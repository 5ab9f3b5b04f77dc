//! Monte-Carlo return and advantage estimation for one finished episode.

use crate::error::TrainingError;

/// Default discount factor.
pub const DEFAULT_GAMMA: f32 = 0.98;

/// Standard deviations at or below this are treated as zero.
pub const MIN_RETURN_STD: f32 = 1e-6;

/// `G[t] = r[t] + gamma * G[t+1]`, computed backward with `G[T] = 0`.
pub fn discount_returns(rewards: &[f32], gamma: f32) -> Vec<f32> {
    let mut returns = vec![0.0; rewards.len()];
    let mut running = 0.0;
    for (t, &reward) in rewards.iter().enumerate().rev() {
        running = reward + gamma * running;
        returns[t] = running;
    }
    returns
}

/// Standardize returns to zero mean and unit sample standard deviation.
///
/// Returns an error instead of dividing by a vanishing spread, so the result
/// never contains NaN.
pub fn normalize_returns(returns: &[f32]) -> Result<Vec<f32>, TrainingError> {
    let n = returns.len();
    if n == 0 {
        return Err(TrainingError::EmptyEpisode);
    }
    if n < 2 {
        return Err(TrainingError::DegenerateReturns { len: n, std: 0.0 });
    }
    let mean = returns.iter().sum::<f32>() / n as f32;
    let var = returns.iter().map(|g| (g - mean).powi(2)).sum::<f32>() / (n - 1) as f32;
    let std = var.sqrt();
    if !std.is_finite() || std <= MIN_RETURN_STD {
        return Err(TrainingError::DegenerateReturns { len: n, std });
    }
    Ok(returns.iter().map(|g| (g - mean) / std).collect())
}

/// `A[t] = G[t] - V[t]`.
pub fn advantages(returns: &[f32], values: &[f32]) -> Vec<f32> {
    returns.iter().zip(values).map(|(g, v)| g - v).collect()
}

#[cfg(test)]
mod tests {
    use super::*;

    fn assert_close(actual: &[f32], expected: &[f32]) {
        assert_eq!(actual.len(), expected.len());
        for (a, e) in actual.iter().zip(expected) {
            assert!((a - e).abs() < 1e-4, "{actual:?} != {expected:?}");
        }
    }

    #[test]
    fn test_discount_three_ones() {
        assert_close(&discount_returns(&[1.0, 1.0, 1.0], 0.98), &[1.0 + 0.98 + 0.98 * 0.98, 1.98, 1.0]);
    }

    #[test]
    fn test_discount_three_ones_sum() {
        let returns = discount_returns(&[1.0, 1.0, 1.0], 0.98);
        assert!((returns[0] - 2.9404).abs() < 1e-4);
    }

    #[test]
    fn test_discount_terminal_reward_only() {
        let returns = discount_returns(&[0.0, 0.0, 0.0, 0.0, 1.0], 0.98);
        assert_close(&returns, &[0.98f32.powi(4), 0.98f32.powi(3), 0.98 * 0.98, 0.98, 1.0]);
    }

    #[test]
    fn test_discount_empty() {
        assert!(discount_returns(&[], 0.98).is_empty());
    }

    #[test]
    fn test_normalized_mean_zero_sample_std_one() {
        let normalized = normalize_returns(&[3.0, -1.0, 10.0, 0.5, 2.0]).unwrap();
        let n = normalized.len() as f32;
        let mean = normalized.iter().sum::<f32>() / n;
        let var = normalized.iter().map(|g| (g - mean).powi(2)).sum::<f32>() / (n - 1.0);
        assert!(mean.abs() < 1e-5);
        assert!((var.sqrt() - 1.0).abs() < 1e-5);
    }

    #[test]
    fn test_constant_returns_are_degenerate() {
        let err = normalize_returns(&[2.0, 2.0, 2.0]).unwrap_err();
        assert!(matches!(err, TrainingError::DegenerateReturns { len: 3, .. }));
    }

    #[test]
    fn test_single_step_is_degenerate() {
        let err = normalize_returns(&[10.0]).unwrap_err();
        assert!(matches!(err, TrainingError::DegenerateReturns { len: 1, .. }));
    }

    #[test]
    fn test_empty_returns_error() {
        assert!(matches!(normalize_returns(&[]), Err(TrainingError::EmptyEpisode)));
    }

    #[test]
    fn test_advantages() {
        assert_close(&advantages(&[2.0, 0.5], &[1.0, 1.0]), &[1.0, -0.5]);
    }
}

########################################

Word for word, give back all the lines above.

repository 5ab9f3b5b04f77dc
//! Monte-Carlo return and advantage estimation for one finished episode.

use crate::error::TrainingError;

/// Default discount factor.
pub const DEFAULT_GAMMA: f32 = 0.98;

/// Standard deviations at or below this are treated as zero.
pub const MIN_RETURN_STD: f32 = 1e-6;

/// `G[t] = r[t] + gamma * G[t+1]`, computed backward with `G[T] = 0`.
pub fn discount_returns(rewards: &[f32], gamma: f32) -> Vec<f32> {
    let mut returns = vec![0.0; rewards.len()];
    let mut running = 0.0;
    for (t, &reward) in rewards.iter().enumerate().rev() {
        running = reward + gamma * running;
        returns[t] = running;
    }
    returns
}

/// Standardize returns to zero mean and unit sample standard deviation.
///
/// Returns an error instead of dividing by a vanishing spread, so the result
/// never contains NaN.
pub fn normalize_returns(returns: &[f32]) -> Result<Vec<f32>, TrainingError> {
    let n = returns.len();
    if n == 0 {
        return Err(TrainingError::EmptyEpisode);
    }
    if n < 2 {
        return Err(TrainingError::DegenerateReturns { len: n, std: 0.0 });
    }
    let mean = returns.iter().sum::<f32>() / n as f32;
    let var = returns.iter().map(|g| (g - mean).powi(2)).sum::<f32>() / (n - 1) as f32;
    let std = var.sqrt();
    if !std.is_finite() || std <= MIN_RETURN_STD {
        return Err(TrainingError::DegenerateReturns { len: n, std });
    }
    Ok(returns.iter().map(|g| (g - mean) / std).collect())
}

/// `A[t] = G[t] - V[t]`.
pub fn advantages(returns: &[f32], values: &[f32]) -> Vec<f32> {
    returns.iter().zip(values).map(|(g, v)| g - v).collect()
}

#[cfg(test)]
mod tests {
    use super::*;

    fn assert_close(actual: &[f32], expected: &[f32]) {
        assert_eq!(actual.len(), expected.len());
        for (a, e) in actual.iter().zip(expected) {
            assert!((a - e).abs() < 1e-4, "{actual:?} != {expected:?}");
        }
    }

    #[test]
    fn test_discount_three_ones() {
        assert_close(&discount_returns(&[1.0, 1.0, 1.0], 0.98), &[1.0 + 0.98 + 0.98 * 0.98, 1.98, 1.0]);
    }

    #[test]
    fn test_discount_three_ones_sum() {
        let returns = discount_returns(&[1.0, 1.0, 1.0], 0.98);
        assert!((returns[0] - 2.9404).abs() < 1e-4);
    }

    #[test]
    fn test_discount_terminal_reward_only() {
        let returns = discount_returns(&[0.0, 0.0, 0.0, 0.0, 1.0], 0.98);
        assert_close(&returns, &[0.98f32.powi(4), 0.98f32.powi(3), 0.98 * 0.98, 0.98, 1.0]);
    }

    #[test]
    fn test_discount_empty() {
        assert!(discount_returns(&[], 0.98).is_empty());
    }

    #[test]
    fn test_normalized_mean_zero_sample_std_one() {
        let normalized = normalize_returns(&[3.0, -1.0, 10.0, 0.5, 2.0]).unwrap();
        let n = normalized.len() as f32;
        let mean = normalized.iter().sum::<f32>() / n;
        let var = normalized.iter().map(|g| (g - mean).powi(2)).sum::<f32>() / (n - 1.0);
        assert!(mean.abs() < 1e-5);
        assert!((var.sqrt() - 1.0).abs() < 1e-5);
    }

    #[test]
    fn test_constant_returns_are_degenerate() {
        let err = normalize_returns(&[2.0, 2.0, 2.0]).unwrap_err();
        assert!(matches!(err, TrainingError::DegenerateReturns { len: 3, .. }));
    }

    #[test]
    fn test_single_step_is_degenerate() {
        let err = normalize_returns(&[10.0]).unwrap_err();
        assert!(matches!(err, TrainingError::DegenerateReturns { len: 1, .. }));
    }

    #[test]
    fn test_empty_returns_error() {
        assert!(matches!(normalize_returns(&[]), Err(TrainingError::EmptyEpisode)));
    }

    #[test]
    fn test_advantages() {
        assert_close(&advantages(&[2.0, 0.5], &[1.0, 1.0]), &[1.0, -0.5]);
    }
}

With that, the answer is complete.